- **PROBLEM TO SOLVE**: Filter the material below down to the lines with the word "bool" and give those lines.

***** GIVEN INFORMATION

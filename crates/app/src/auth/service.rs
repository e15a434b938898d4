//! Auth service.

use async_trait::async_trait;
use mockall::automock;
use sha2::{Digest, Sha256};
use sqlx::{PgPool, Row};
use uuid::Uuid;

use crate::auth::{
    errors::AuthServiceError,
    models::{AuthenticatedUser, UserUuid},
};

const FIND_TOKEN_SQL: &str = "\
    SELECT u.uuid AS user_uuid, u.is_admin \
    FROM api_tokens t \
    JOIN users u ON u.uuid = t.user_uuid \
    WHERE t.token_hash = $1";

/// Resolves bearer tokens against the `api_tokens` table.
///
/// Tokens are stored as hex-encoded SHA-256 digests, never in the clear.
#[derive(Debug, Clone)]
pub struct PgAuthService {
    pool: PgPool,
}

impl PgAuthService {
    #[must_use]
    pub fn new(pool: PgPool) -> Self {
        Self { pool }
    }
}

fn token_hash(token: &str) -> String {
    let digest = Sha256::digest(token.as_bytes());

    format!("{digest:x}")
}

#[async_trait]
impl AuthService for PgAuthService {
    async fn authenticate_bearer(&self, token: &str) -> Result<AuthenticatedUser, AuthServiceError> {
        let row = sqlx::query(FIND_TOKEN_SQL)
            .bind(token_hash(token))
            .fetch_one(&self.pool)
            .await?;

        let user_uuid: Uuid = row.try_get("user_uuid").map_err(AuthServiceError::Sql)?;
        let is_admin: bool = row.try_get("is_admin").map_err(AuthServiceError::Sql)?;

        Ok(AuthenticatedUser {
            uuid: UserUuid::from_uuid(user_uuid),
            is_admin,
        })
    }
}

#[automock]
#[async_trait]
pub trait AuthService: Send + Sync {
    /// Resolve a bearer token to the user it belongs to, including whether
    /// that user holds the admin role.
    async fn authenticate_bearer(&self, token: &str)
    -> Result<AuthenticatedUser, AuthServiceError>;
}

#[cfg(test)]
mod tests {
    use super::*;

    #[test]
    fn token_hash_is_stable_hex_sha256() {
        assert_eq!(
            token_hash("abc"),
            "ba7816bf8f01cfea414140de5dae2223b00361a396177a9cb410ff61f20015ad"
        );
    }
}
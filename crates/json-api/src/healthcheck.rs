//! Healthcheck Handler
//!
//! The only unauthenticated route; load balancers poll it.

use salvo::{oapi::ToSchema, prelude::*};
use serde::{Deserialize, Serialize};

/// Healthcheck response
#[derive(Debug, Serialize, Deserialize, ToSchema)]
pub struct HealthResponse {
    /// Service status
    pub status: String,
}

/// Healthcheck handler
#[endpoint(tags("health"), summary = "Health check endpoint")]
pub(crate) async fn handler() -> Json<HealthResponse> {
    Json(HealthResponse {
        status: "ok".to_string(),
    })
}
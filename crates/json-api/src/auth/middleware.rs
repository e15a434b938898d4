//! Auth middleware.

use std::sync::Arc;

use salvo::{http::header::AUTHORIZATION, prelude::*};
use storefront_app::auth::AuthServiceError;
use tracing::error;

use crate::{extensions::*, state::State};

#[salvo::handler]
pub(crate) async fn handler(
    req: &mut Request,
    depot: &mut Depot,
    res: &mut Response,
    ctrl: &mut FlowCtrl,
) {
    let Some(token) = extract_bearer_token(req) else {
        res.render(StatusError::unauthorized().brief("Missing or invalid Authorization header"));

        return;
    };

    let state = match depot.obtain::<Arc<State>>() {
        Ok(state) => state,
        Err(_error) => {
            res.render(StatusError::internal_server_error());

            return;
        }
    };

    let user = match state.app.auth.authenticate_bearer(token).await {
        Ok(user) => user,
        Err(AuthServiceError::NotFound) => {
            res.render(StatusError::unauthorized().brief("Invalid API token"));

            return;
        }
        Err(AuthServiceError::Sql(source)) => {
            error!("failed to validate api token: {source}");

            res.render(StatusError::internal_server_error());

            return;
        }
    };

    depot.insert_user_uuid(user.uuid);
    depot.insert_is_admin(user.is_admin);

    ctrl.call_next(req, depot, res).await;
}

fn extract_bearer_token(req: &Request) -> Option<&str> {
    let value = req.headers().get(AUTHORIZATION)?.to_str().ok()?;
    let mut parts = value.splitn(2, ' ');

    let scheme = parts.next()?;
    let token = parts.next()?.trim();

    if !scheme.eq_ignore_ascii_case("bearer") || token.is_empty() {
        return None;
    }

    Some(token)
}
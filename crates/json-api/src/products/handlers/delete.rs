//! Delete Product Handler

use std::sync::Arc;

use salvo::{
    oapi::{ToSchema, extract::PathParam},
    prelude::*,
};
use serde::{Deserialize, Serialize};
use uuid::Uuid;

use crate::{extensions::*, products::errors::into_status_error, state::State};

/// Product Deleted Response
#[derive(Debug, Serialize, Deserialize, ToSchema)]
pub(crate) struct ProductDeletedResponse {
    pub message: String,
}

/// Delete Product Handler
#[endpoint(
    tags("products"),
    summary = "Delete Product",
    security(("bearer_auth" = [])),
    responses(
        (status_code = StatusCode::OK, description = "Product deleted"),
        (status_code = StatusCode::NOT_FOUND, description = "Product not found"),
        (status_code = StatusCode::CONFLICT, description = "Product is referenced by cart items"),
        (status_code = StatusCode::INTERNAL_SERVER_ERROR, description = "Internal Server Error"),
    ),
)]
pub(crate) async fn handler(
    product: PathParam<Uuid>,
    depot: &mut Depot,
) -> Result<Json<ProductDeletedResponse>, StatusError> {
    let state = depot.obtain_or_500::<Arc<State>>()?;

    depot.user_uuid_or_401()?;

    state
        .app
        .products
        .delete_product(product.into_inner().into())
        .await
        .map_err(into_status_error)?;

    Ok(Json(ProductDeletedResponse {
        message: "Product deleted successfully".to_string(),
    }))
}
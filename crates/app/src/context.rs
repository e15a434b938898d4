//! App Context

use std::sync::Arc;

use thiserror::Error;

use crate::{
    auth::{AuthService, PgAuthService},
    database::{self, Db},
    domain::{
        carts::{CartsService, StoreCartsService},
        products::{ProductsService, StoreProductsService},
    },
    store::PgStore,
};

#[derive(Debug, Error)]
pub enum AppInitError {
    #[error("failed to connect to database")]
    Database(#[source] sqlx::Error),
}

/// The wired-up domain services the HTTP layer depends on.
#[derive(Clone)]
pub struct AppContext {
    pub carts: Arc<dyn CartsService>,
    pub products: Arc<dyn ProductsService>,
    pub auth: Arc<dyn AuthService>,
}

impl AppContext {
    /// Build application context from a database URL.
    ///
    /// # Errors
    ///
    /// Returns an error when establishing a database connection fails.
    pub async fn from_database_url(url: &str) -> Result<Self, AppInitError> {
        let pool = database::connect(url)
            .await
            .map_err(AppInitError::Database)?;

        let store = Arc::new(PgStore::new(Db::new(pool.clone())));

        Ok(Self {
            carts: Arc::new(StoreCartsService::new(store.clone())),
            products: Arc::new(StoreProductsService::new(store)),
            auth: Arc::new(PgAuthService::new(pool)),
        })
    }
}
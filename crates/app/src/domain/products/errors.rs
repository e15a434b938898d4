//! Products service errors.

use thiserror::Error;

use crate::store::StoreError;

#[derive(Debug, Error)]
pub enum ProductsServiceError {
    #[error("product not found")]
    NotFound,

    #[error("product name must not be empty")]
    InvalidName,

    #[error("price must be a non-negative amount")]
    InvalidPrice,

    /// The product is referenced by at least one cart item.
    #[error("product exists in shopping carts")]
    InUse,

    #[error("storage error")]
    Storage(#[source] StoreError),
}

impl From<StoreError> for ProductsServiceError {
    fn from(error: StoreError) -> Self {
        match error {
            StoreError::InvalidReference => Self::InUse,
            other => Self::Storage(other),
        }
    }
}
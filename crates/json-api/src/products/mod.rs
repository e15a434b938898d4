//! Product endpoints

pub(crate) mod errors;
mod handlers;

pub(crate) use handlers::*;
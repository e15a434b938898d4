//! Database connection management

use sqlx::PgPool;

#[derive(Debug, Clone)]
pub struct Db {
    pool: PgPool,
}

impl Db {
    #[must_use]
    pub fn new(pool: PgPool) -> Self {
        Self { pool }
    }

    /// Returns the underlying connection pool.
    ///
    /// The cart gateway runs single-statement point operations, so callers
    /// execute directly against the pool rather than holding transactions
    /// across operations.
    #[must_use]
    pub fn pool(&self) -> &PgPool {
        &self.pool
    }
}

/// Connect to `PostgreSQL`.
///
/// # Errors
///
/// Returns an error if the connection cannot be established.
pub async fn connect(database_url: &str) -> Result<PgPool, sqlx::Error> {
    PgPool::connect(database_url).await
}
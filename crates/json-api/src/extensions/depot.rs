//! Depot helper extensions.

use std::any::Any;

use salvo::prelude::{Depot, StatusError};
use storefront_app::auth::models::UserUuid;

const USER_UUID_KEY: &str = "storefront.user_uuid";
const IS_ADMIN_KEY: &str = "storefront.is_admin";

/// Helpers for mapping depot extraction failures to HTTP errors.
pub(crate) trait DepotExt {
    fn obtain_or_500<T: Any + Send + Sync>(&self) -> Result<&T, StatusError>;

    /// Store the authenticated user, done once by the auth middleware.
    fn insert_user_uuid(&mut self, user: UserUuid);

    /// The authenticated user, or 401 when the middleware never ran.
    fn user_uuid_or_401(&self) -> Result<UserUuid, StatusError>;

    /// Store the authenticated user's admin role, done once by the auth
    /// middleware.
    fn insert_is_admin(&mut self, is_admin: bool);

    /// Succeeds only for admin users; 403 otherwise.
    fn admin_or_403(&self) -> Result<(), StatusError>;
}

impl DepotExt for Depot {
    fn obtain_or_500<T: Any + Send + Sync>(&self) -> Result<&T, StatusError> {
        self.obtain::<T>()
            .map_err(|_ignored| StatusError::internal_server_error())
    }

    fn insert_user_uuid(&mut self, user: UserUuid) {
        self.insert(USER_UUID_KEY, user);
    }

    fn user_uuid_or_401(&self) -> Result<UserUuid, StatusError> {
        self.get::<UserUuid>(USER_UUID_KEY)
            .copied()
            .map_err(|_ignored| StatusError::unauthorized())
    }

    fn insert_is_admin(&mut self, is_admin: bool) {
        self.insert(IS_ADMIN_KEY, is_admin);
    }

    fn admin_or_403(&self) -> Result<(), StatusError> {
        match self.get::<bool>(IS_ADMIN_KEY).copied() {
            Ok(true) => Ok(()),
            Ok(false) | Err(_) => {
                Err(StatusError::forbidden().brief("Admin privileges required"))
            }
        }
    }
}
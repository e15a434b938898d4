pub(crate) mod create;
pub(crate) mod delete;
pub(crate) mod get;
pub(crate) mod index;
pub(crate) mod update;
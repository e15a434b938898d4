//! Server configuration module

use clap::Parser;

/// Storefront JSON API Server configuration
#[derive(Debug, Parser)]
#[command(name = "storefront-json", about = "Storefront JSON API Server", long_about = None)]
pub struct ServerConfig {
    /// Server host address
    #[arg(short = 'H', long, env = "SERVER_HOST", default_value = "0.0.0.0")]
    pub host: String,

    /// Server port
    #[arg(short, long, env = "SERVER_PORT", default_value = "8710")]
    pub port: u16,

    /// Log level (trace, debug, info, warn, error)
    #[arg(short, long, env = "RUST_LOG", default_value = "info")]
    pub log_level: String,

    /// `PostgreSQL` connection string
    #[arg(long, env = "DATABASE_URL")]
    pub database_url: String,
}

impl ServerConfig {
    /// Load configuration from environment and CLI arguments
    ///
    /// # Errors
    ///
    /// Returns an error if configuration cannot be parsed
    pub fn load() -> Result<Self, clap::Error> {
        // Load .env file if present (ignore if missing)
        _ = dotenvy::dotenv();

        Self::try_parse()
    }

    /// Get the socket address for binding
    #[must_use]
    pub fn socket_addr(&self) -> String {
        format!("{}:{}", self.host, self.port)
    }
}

**********

- **WRITTEN ANSWER**:
        let is_admin: bool = row.try_get("is_admin").map_err(AuthServiceError::Sql)?;
    fn insert_is_admin(&mut self, is_admin: bool);
    fn insert_is_admin(&mut self, is_admin: bool) {
        match self.get::<bool>(IS_ADMIN_KEY).copied() {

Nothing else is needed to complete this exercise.